**Task brief:** Go through the entries below and return every line that contains "while".

**Material to process:**
============
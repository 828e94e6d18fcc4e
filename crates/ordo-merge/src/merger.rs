//! The merge entry points.

use std::convert::Infallible;

use tracing::{debug, trace};

use ordo_types::{Departure, Keyed, Side};

use crate::config::{MergeConfig, TieBreak};
use crate::error::{MergeError, MergeResult};
use crate::handler::DepartureHandler;
use crate::index::KeyIndex;
use crate::order::{Anchor, OrderContext, Slot};

/// Merge `previous` and `next` with the default [`MergeConfig`].
///
/// `on_departure` is called once per key in `previous` that `next` lacks, in
/// `previous` order, with the item's index in `previous`. Neither input is
/// modified; the result owns clones of the carried items.
///
/// ```
/// use ordo_merge::{merge, Departure};
///
/// let previous = vec!["a".to_string(), "b".to_string()];
/// let next = vec!["c".to_string(), "b".to_string(), "d".to_string()];
/// let merged = merge(&previous, &next, |_, item: &String| Departure::Retain(item.clone()));
/// assert_eq!(merged, ["a", "c", "b", "d"]);
/// ```
pub fn merge<T, F>(previous: &[T], next: &[T], mut on_departure: F) -> Vec<T>
where
    T: Keyed + Clone,
    F: FnMut(usize, &T) -> Departure<T>,
{
    let previous_index = KeyIndex::last_wins(previous, Side::Previous);
    let next_index = KeyIndex::last_wins(next, Side::Next);
    let merged: Result<Vec<T>, (usize, Infallible)> = merge_indexed(
        previous,
        next,
        &previous_index,
        &next_index,
        TieBreak::default(),
        &mut on_departure,
    );
    match merged {
        Ok(merged) => merged,
        Err((_, never)) => match never {},
    }
}

/// A configured merger.
#[derive(Clone, Copy, Debug, Default)]
pub struct Merger {
    config: MergeConfig,
}

impl Merger {
    /// Create a merger with the given configuration.
    pub fn new(config: MergeConfig) -> Self {
        Self { config }
    }

    /// The active configuration.
    pub fn config(&self) -> &MergeConfig {
        &self.config
    }

    /// Merge `previous` and `next`, consulting `handler` for departing items.
    ///
    /// Fails with [`MergeError::DuplicateKey`] under
    /// [`DuplicateKeys::Reject`](crate::DuplicateKeys::Reject) before the
    /// handler is consulted, or with [`MergeError::Departure`] as soon as the
    /// handler fails. No partial result is returned.
    pub fn merge<T, H>(
        &self,
        previous: &[T],
        next: &[T],
        mut handler: H,
    ) -> MergeResult<Vec<T>, H::Error>
    where
        T: Keyed + Clone,
        H: DepartureHandler<T>,
    {
        let previous_index = KeyIndex::build(previous, Side::Previous, self.config.duplicate_keys)?;
        let next_index = KeyIndex::build(next, Side::Next, self.config.duplicate_keys)?;
        merge_indexed(
            previous,
            next,
            &previous_index,
            &next_index,
            self.config.tie_break,
            &mut handler,
        )
        .map_err(|(index, source)| MergeError::Departure { index, source })
    }
}

/// The merge proper, over prebuilt indexes.
///
/// On handler failure returns the failing `previous` index with the error.
fn merge_indexed<T, H>(
    previous: &[T],
    next: &[T],
    previous_index: &KeyIndex<'_, T::Key>,
    next_index: &KeyIndex<'_, T::Key>,
    tie_break: TieBreak,
    handler: &mut H,
) -> Result<Vec<T>, (usize, H::Error)>
where
    T: Keyed + Clone,
    H: DepartureHandler<T>,
{
    let mut arriving = Vec::with_capacity(next.len());
    let mut anchors = Vec::with_capacity(previous_index.len().min(next_index.len()));
    for (pos, item) in next.iter().enumerate() {
        let key = item.key();
        if !next_index.owns(key, pos) {
            continue;
        }
        let previous_pos = previous_index.position(key);
        if let Some(previous_pos) = previous_pos {
            anchors.push(Anchor {
                next: pos,
                previous: previous_pos,
            });
        }
        let slot = Slot::Arriving {
            next: pos,
            previous: previous_pos,
        };
        arriving.push((slot, item.clone()));
    }

    let mut departing = Vec::new();
    let mut omitted = 0usize;
    for (pos, item) in previous.iter().enumerate() {
        let key = item.key();
        if next_index.contains(key) || !previous_index.owns(key, pos) {
            continue;
        }
        match handler.on_departure(pos, item).map_err(|e| (pos, e))? {
            Departure::Retain(kept) => {
                trace!(index = pos, ?key, "retaining departing item");
                departing.push((Slot::Departing { previous: pos }, kept));
            }
            Departure::Omit => {
                trace!(index = pos, ?key, "omitting departing item");
                omitted += 1;
            }
        }
    }

    let retained = departing.len();
    let order = OrderContext::new(anchors, tie_break);
    let merged = order.merge_runs(arriving, departing);

    debug!(
        previous = previous.len(),
        next = next.len(),
        anchors = order.anchor_count(),
        retained,
        omitted,
        merged = merged.len(),
        "merged keyed snapshots"
    );

    Ok(merged)
}

#[cfg(test)]
mod tests {
    use std::cell::RefCell;

    use super::*;
    use crate::config::DuplicateKeys;
    use crate::handler::{fallible, OmitAll, RetainAll, RetainKeys};
    use ordo_types::KeyedItem;

    fn keys(list: &[&str]) -> Vec<String> {
        list.iter().map(|k| k.to_string()).collect()
    }

    fn retain(_: usize, item: &String) -> Departure<String> {
        Departure::Retain(item.clone())
    }

    fn omit(_: usize, _: &String) -> Departure<String> {
        Departure::Omit
    }

    fn arriving_first() -> Merger {
        Merger::new(MergeConfig::default().with_tie_break(TieBreak::ArrivingFirst))
    }

    // ----------------------------------------------------------
    // Reference scenarios
    // ----------------------------------------------------------

    #[test]
    fn identical_input_is_unchanged() {
        let s = keys(&["a", "b", "c"]);
        let calls = RefCell::new(0);
        let merged = merge(&s, &s, |_, item: &String| {
            *calls.borrow_mut() += 1;
            Departure::Retain(item.clone())
        });
        assert_eq!(merged, s);
        assert_eq!(*calls.borrow(), 0);
    }

    #[test]
    fn omitted_departure_is_dropped() {
        let merged = merge(&keys(&["a", "b"]), &keys(&["c", "b", "d"]), omit);
        assert_eq!(merged, keys(&["c", "b", "d"]));
    }

    #[test]
    fn retained_departure_goes_before_unanchored_arrival() {
        let merged = merge(&keys(&["a", "b"]), &keys(&["c", "b", "d"]), retain);
        assert_eq!(merged, keys(&["a", "c", "b", "d"]));
    }

    #[test]
    fn arriving_first_places_arrival_before_departure() {
        let merged = arriving_first()
            .merge(&keys(&["a", "b"]), &keys(&["c", "b", "d"]), RetainAll)
            .unwrap();
        assert_eq!(merged, keys(&["c", "a", "b", "d"]));
    }

    #[test]
    fn no_shared_anchor_uses_tie_break() {
        let previous = keys(&["a"]);
        let next = keys(&["c"]);
        assert_eq!(merge(&previous, &next, retain), keys(&["a", "c"]));
        assert_eq!(
            arriving_first().merge(&previous, &next, RetainAll).unwrap(),
            keys(&["c", "a"])
        );
    }

    #[test]
    fn empty_previous() {
        let calls = RefCell::new(0);
        let merged = merge(&[], &keys(&["x", "y"]), |_, item: &String| {
            *calls.borrow_mut() += 1;
            Departure::Retain(item.clone())
        });
        assert_eq!(merged, keys(&["x", "y"]));
        assert_eq!(*calls.borrow(), 0);
    }

    #[test]
    fn empty_next_keeps_previous_order() {
        let mut seen = Vec::new();
        let merged = merge(&keys(&["x", "y"]), &[], |index, item: &String| {
            seen.push((index, item.clone()));
            Departure::Retain(item.clone())
        });
        assert_eq!(merged, keys(&["x", "y"]));
        assert_eq!(seen, vec![(0, "x".to_string()), (1, "y".to_string())]);
    }

    #[test]
    fn both_empty() {
        let merged: Vec<String> = merge(&[], &[], retain);
        assert!(merged.is_empty());
    }

    // ----------------------------------------------------------
    // Anchor-driven placement
    // ----------------------------------------------------------

    #[test]
    fn departure_stays_between_its_neighbours() {
        // b leaves from between a and c while x arrives at the end.
        let merged = merge(&keys(&["a", "b", "c"]), &keys(&["a", "c", "x"]), retain);
        assert_eq!(merged, keys(&["a", "b", "c", "x"]));
    }

    #[test]
    fn arrival_before_anchor_precedes_departure_after_it() {
        // previous = [b, a], next = [c, b]: c before b, a after b.
        let merged = merge(&keys(&["b", "a"]), &keys(&["c", "b"]), retain);
        assert_eq!(merged, keys(&["c", "b", "a"]));
    }

    #[test]
    fn departures_keep_previous_relative_order() {
        let merged = merge(&keys(&["p", "q", "m", "r"]), &keys(&["m"]), retain);
        assert_eq!(merged, keys(&["p", "q", "m", "r"]));
    }

    #[test]
    fn substitute_takes_departing_slot() {
        let previous = vec![KeyedItem::new("a", 1), KeyedItem::new("b", 2)];
        let next = vec![KeyedItem::new("b", 20)];
        let merged = merge(&previous, &next, |_, item: &KeyedItem<i32>| {
            Departure::Retain(KeyedItem::new(item.key.clone(), -item.data))
        });
        assert_eq!(merged, vec![KeyedItem::new("a", -1), KeyedItem::new("b", 20)]);
    }

    #[test]
    fn substitute_with_foreign_key_keeps_original_slot() {
        let merged = merge(&keys(&["a", "b"]), &keys(&["b"]), |_, _: &String| {
            Departure::Retain("zz".to_string())
        });
        assert_eq!(merged, keys(&["zz", "b"]));
    }

    #[test]
    fn reordered_anchors_still_preserve_each_snapshot() {
        // x and y swap while p leaves from between them. The pairwise relation
        // is cyclic here (y < x by next, x < p < y by previous); next order and
        // departure order are still respected.
        let merged = merge(&keys(&["x", "p", "y"]), &keys(&["y", "x"]), retain);
        assert_eq!(merged, keys(&["p", "y", "x"]));
    }

    // ----------------------------------------------------------
    // Handlers and errors
    // ----------------------------------------------------------

    #[test]
    fn handler_sees_only_departures_in_previous_order() {
        let mut seen = Vec::new();
        let merged = Merger::default()
            .merge(
                &keys(&["a", "b", "c", "d"]),
                &keys(&["d", "b"]),
                |index: usize, item: &String| -> Departure<String> {
                    seen.push((index, item.clone()));
                    Departure::Omit
                },
            )
            .unwrap();
        assert_eq!(merged, keys(&["d", "b"]));
        assert_eq!(seen, vec![(0, "a".to_string()), (2, "c".to_string())]);
    }

    #[test]
    fn retain_keys_handler() {
        let merged = Merger::default()
            .merge(
                &keys(&["a", "b", "c"]),
                &keys(&["b"]),
                RetainKeys::new(["c".to_string()]),
            )
            .unwrap();
        assert_eq!(merged, keys(&["b", "c"]));
    }

    #[test]
    fn omit_all_handler() {
        let merged = Merger::default()
            .merge(&keys(&["a", "b"]), &keys(&["b"]), OmitAll)
            .unwrap();
        assert_eq!(merged, keys(&["b"]));
    }

    #[test]
    fn handler_error_aborts_after_earlier_decisions() {
        let mut seen = Vec::new();
        let err = Merger::default()
            .merge(
                &keys(&["a", "b", "c"]),
                &keys(&["x"]),
                fallible(|index: usize, item: &String| {
                    seen.push(index);
                    if item == "b" {
                        Err("exit animation refused")
                    } else {
                        Ok(Departure::Retain(item.clone()))
                    }
                }),
            )
            .unwrap_err();
        assert_eq!(err.departure_index(), Some(1));
        assert_eq!(err.into_departure(), Some("exit animation refused"));
        assert_eq!(seen, vec![0, 1]);
    }

    #[test]
    fn reject_policy_reports_duplicate_before_handler_runs() {
        let merger = Merger::new(MergeConfig::default().with_duplicate_keys(DuplicateKeys::Reject));
        let mut called = false;
        let err = merger
            .merge(&keys(&["a", "b", "a"]), &keys(&["c"]), |_: usize, item: &String| {
                called = true;
                Departure::Retain(item.clone())
            })
            .unwrap_err();
        match err {
            MergeError::DuplicateKey(dup) => assert_eq!(dup.side, Side::Previous),
            other => panic!("expected DuplicateKey, got {other:?}"),
        }
        assert!(!called);
    }

    #[test]
    fn reject_policy_checks_next_too() {
        let merger = Merger::new(MergeConfig::default().with_duplicate_keys(DuplicateKeys::Reject));
        let err = merger.merge(&keys(&["a"]), &keys(&["b", "b"]), RetainAll).unwrap_err();
        assert!(matches!(err, MergeError::DuplicateKey(ref d) if d.side == Side::Next));
        assert!(err.into_departure().is_none());
    }

    #[test]
    fn last_wins_skips_earlier_duplicates() {
        let mut seen = Vec::new();
        let merged = merge(&keys(&["a", "b", "a"]), &keys(&["b"]), |index, item: &String| {
            seen.push(index);
            Departure::Retain(item.clone())
        });
        assert_eq!(merged, keys(&["b", "a"]));
        assert_eq!(seen, vec![2]);

        let merged = merge(&keys(&[]), &keys(&["a", "b", "a"]), retain);
        assert_eq!(merged, keys(&["b", "a"]));
    }

    #[test]
    fn config_accessor() {
        let merger = arriving_first();
        assert_eq!(merger.config().tie_break, TieBreak::ArrivingFirst);
    }
}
============
**Expected answer:**
        // b leaves from between a and c while x arrives at the end.
        // x and y swap while p leaves from between them. The pairwise relation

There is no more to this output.